As a natural defensive spot beside the River Aude, the site has been occupied and fortified since before Roman times. It was a Roman stronghold, before being ceded in the 5th century to the Visigoth king Theodoric II. From then until the 14th century, the fortress of Carcassonne remained one of the main strongholds in an area that was much fought over by dukes, kings and counts from the north and from the south.
Back in 1840, when few people other than artists and poets were interested in old buildings, a young local councillor in Carcassonne, with a passion for old buildings, managed to get the ancient Basilica of Saint Nazaire, in the old city, classed as a historic monument.
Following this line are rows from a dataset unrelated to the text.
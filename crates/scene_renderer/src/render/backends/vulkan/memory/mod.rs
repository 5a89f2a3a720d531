//! Device memory management
//!
//! The [`MemorySystem`] owns three pools:
//!
//! - `staging`: host-visible bump pool, reset after each upload batch
//! - `uniforms`: host-visible bump pool for persistently mapped uniform data, never reset
//! - `resident`: device-local free-list pool for long-lived buffers and images
//!
//! Resources hold a [`SharedMemory`] handle so their `Drop` can route the
//! release to the pool that issued them.

pub mod block;
pub mod device_pool;
pub mod host_pool;

use ash::vk;
use std::cell::RefCell;
use std::rc::Rc;

use self::block::{BlockProvider, DeviceBlockProvider};
use self::device_pool::{DeviceAllocation, DevicePool};
use self::host_pool::{HostAllocation, HostPool, PoolMark};
use crate::core::config::MemoryConfig;
use crate::render::backends::vulkan::{VulkanContext, VulkanError, VulkanResult};

/// Shared, single-threaded handle to the memory system
pub type SharedMemory = Rc<RefCell<MemorySystem>>;

/// Which pool a resource's memory should come from
#[derive(Debug, Clone, Copy, PartialEq, Eq)]
pub enum MemoryUsage {
    /// Transient upload source, reclaimed in bulk by [`MemorySystem::reset_staging`]
    Staging,
    /// Persistently mapped, host-written every frame
    Uniform,
    /// Device-local, freed individually
    Resident,
}

/// Pool statistics
#[derive(Debug, Clone, Copy, Default, PartialEq, Eq)]
pub struct MemoryStats {
    /// Native blocks held
    pub blocks: usize,
    /// Bytes reserved from the driver
    pub reserved_bytes: vk::DeviceSize,
    /// Bytes handed out to allocations
    pub used_bytes: vk::DeviceSize,
    /// Allocations not yet released
    pub live_allocations: usize,
}

/// A region handed to a buffer or image
#[derive(Debug, Clone, Copy, PartialEq, Eq)]
pub enum Allocation {
    /// Range in the staging pool
    Staging(HostAllocation),
    /// Range in the uniform pool
    Uniform(HostAllocation),
    /// Range in the resident pool
    Resident(DeviceAllocation),
}

impl Allocation {
    /// Memory to bind against
    pub fn memory(&self) -> vk::DeviceMemory {
        match self {
            Self::Staging(a) | Self::Uniform(a) => a.memory(),
            Self::Resident(a) => a.memory(),
        }
    }

    /// Offset to bind at
    pub fn offset(&self) -> vk::DeviceSize {
        match self {
            Self::Staging(a) | Self::Uniform(a) => a.offset(),
            Self::Resident(a) => a.offset(),
        }
    }

    /// Size of the region
    pub fn size(&self) -> vk::DeviceSize {
        match self {
            Self::Staging(a) | Self::Uniform(a) => a.size(),
            Self::Resident(a) => a.size(),
        }
    }

    /// Pool the region came from
    pub fn usage(&self) -> MemoryUsage {
        match self {
            Self::Staging(_) => MemoryUsage::Staging,
            Self::Uniform(_) => MemoryUsage::Uniform,
            Self::Resident(_) => MemoryUsage::Resident,
        }
    }
}

/// Find a memory type allowed by `type_bits` that has all of `properties`
pub fn find_memory_type(
    memory_properties: &vk::PhysicalDeviceMemoryProperties,
    type_bits: u32,
    properties: vk::MemoryPropertyFlags,
) -> VulkanResult<u32> {
    (0..memory_properties.memory_type_count)
        .find(|&i| {
            (type_bits & (1 << i)) != 0
                && memory_properties.memory_types[i as usize]
                    .property_flags
                    .contains(properties)
        })
        .ok_or(VulkanError::NoSuitableMemoryType)
}

const HOST_FLAGS: vk::MemoryPropertyFlags = vk::MemoryPropertyFlags::from_raw(
    vk::MemoryPropertyFlags::HOST_VISIBLE.as_raw() | vk::MemoryPropertyFlags::HOST_COHERENT.as_raw(),
);

/// Owner of every device memory block the renderer uses
pub struct MemorySystem {
    provider: Box<dyn BlockProvider>,
    memory_properties: vk::PhysicalDeviceMemoryProperties,
    granularity: vk::DeviceSize,
    staging: HostPool,
    uniforms: HostPool,
    resident: DevicePool,
}

impl MemorySystem {
    /// Create the pools on the context's device
    pub fn new(context: &VulkanContext, config: &MemoryConfig) -> VulkanResult<SharedMemory> {
        let physical = context.physical_device();
        let provider = DeviceBlockProvider::new(context.raw_device());
        Self::with_provider(
            Box::new(provider),
            physical.memory_properties,
            physical.properties.limits.buffer_image_granularity,
            config,
        )
        .map(|system| Rc::new(RefCell::new(system)))
    }

    /// Create the pools on top of any block provider
    pub fn with_provider(
        mut provider: Box<dyn BlockProvider>,
        memory_properties: vk::PhysicalDeviceMemoryProperties,
        granularity: vk::DeviceSize,
        config: &MemoryConfig,
    ) -> VulkanResult<Self> {
        config
            .validate()
            .map_err(|reason| VulkanError::InvalidOperation { reason })?;

        let host_type = find_memory_type(&memory_properties, u32::MAX, HOST_FLAGS)?;
        let staging = HostPool::new(provider.as_mut(), "staging", config.staging_pool_size, host_type)?;
        let uniforms = match HostPool::new(provider.as_mut(), "uniform", config.uniform_pool_size, host_type) {
            Ok(pool) => pool,
            Err(e) => {
                let mut staging = staging;
                staging.destroy(provider.as_mut());
                return Err(e);
            }
        };
        let resident = DevicePool::new(config.device_block_size, config.device_budget);

        log::info!(
            "[MEMORY] Pools ready: staging {} bytes, uniform {} bytes, resident blocks of {} bytes",
            config.staging_pool_size,
            config.uniform_pool_size,
            config.device_block_size
        );

        Ok(Self {
            provider,
            memory_properties,
            granularity: granularity.max(1),
            staging,
            uniforms,
            resident,
        })
    }

    /// Allocate memory satisfying `requirements` from the pool for `usage`
    pub fn allocate(&mut self, requirements: &vk::MemoryRequirements, usage: MemoryUsage) -> VulkanResult<Allocation> {
        match usage {
            MemoryUsage::Staging | MemoryUsage::Uniform => {
                let pool = if usage == MemoryUsage::Staging {
                    &mut self.staging
                } else {
                    &mut self.uniforms
                };
                let type_index = pool
                    .memory_type_index()
                    .ok_or_else(|| VulkanError::invalid("Host pool destroyed"))?;
                if requirements.memory_type_bits & (1 << type_index) == 0 {
                    return Err(VulkanError::NoSuitableMemoryType);
                }
                let allocation = pool.alloc(requirements.size, requirements.alignment)?;
                Ok(if usage == MemoryUsage::Staging {
                    Allocation::Staging(allocation)
                } else {
                    Allocation::Uniform(allocation)
                })
            }
            MemoryUsage::Resident => {
                let type_index = find_memory_type(
                    &self.memory_properties,
                    requirements.memory_type_bits,
                    vk::MemoryPropertyFlags::DEVICE_LOCAL,
                )?;
                let alignment = requirements.alignment.max(self.granularity);
                self.resident
                    .alloc(self.provider.as_mut(), requirements.size, alignment, type_index)
                    .map(Allocation::Resident)
            }
        }
    }

    /// Give an allocation back
    ///
    /// Resident ranges return to their block. Host ranges are only reclaimed
    /// by a pool reset, so releasing them is a no-op.
    pub fn release(&mut self, allocation: &Allocation) -> VulkanResult<()> {
        match allocation {
            Allocation::Resident(a) => self.resident.free(a),
            Allocation::Staging(_) | Allocation::Uniform(_) => Ok(()),
        }
    }

    fn host_pool(&self, allocation: &Allocation) -> VulkanResult<(&HostPool, HostAllocation)> {
        match allocation {
            Allocation::Staging(a) => Ok((&self.staging, *a)),
            Allocation::Uniform(a) => Ok((&self.uniforms, *a)),
            Allocation::Resident(_) => Err(VulkanError::invalid("Resident memory is not host visible")),
        }
    }

    /// Write into host-visible memory
    pub fn write(&self, allocation: &Allocation, offset: vk::DeviceSize, data: &[u8]) -> VulkanResult<()> {
        let (pool, host) = self.host_pool(allocation)?;
        pool.write(&host, offset, data)
    }

    /// Read back host-visible memory
    pub fn read(&self, allocation: &Allocation) -> VulkanResult<Vec<u8>> {
        let (pool, host) = self.host_pool(allocation)?;
        pool.read(&host)
    }

    /// Invalidate every staging allocation
    ///
    /// Only call once the GPU has finished the work that read from them.
    pub fn reset_staging(&mut self) {
        self.staging.reset();
    }

    /// Position of the staging cursor, for [`MemorySystem::rewind_staging`]
    pub fn staging_mark(&self) -> PoolMark {
        self.staging.mark()
    }

    /// Give back staging space carved since `mark`
    ///
    /// Only for uploads abandoned before anything was recorded; every buffer
    /// staged since the mark must already be dropped.
    pub fn rewind_staging(&mut self, mark: PoolMark) -> VulkanResult<()> {
        self.staging.rewind(mark)
    }

    /// Release resident blocks that no longer hold anything
    pub fn trim(&mut self) -> usize {
        self.resident.trim(self.provider.as_mut())
    }

    /// Find a memory type on this device
    pub fn find_memory_type(&self, type_bits: u32, properties: vk::MemoryPropertyFlags) -> VulkanResult<u32> {
        find_memory_type(&self.memory_properties, type_bits, properties)
    }

    /// Statistics for `usage`'s pool
    pub fn stats(&self, usage: MemoryUsage) -> MemoryStats {
        match usage {
            MemoryUsage::Staging => self.staging.stats(),
            MemoryUsage::Uniform => self.uniforms.stats(),
            MemoryUsage::Resident => self.resident.stats(),
        }
    }
}

impl Drop for MemorySystem {
    fn drop(&mut self) {
        let provider = self.provider.as_mut();
        self.staging.destroy(provider);
        self.uniforms.destroy(provider);
        self.resident.destroy(provider);
    }
}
Jean-Pierre Cros was just in time. While Carcassonne had for many centuries been an important fortified bastion on the main route between the Languedoc coast to the southeast, and the plains of Gascony to the west, its strategic importance had dwindled with the forming of modern France with a national border running the length of the Pyrenees. By the 18th century, Carcassonne's fortified garrison no longer served much purpose, and the city was progressively abandoned by the army. In 1849, the government declared that the fortifications of Carcassonne were henceforth redundant, and should be pulled down – as happend to the fortifications of most other historic French cities.
The ramparts of old Carcassonne in 1851, before the start of renovation.
In 1835, Mérimée – whom we need to thank for the saving of many of France's greatest historic monuments – had already written of Carcassonne that "The old town is more interesting (than the new town). It's double row of medieval fortifications could be the subject of major studies into medieval military architecture" (Notes d'un voyage dans le midi de la France) ... but that the old town was increasingly derelict and its old buildings inhabited only by the very poor. No longer needing to live in the protection of the city walls, most of the city's wealthier inhabitants had moved out and built new houses and new municipal buildings in the new town, on the flat land below.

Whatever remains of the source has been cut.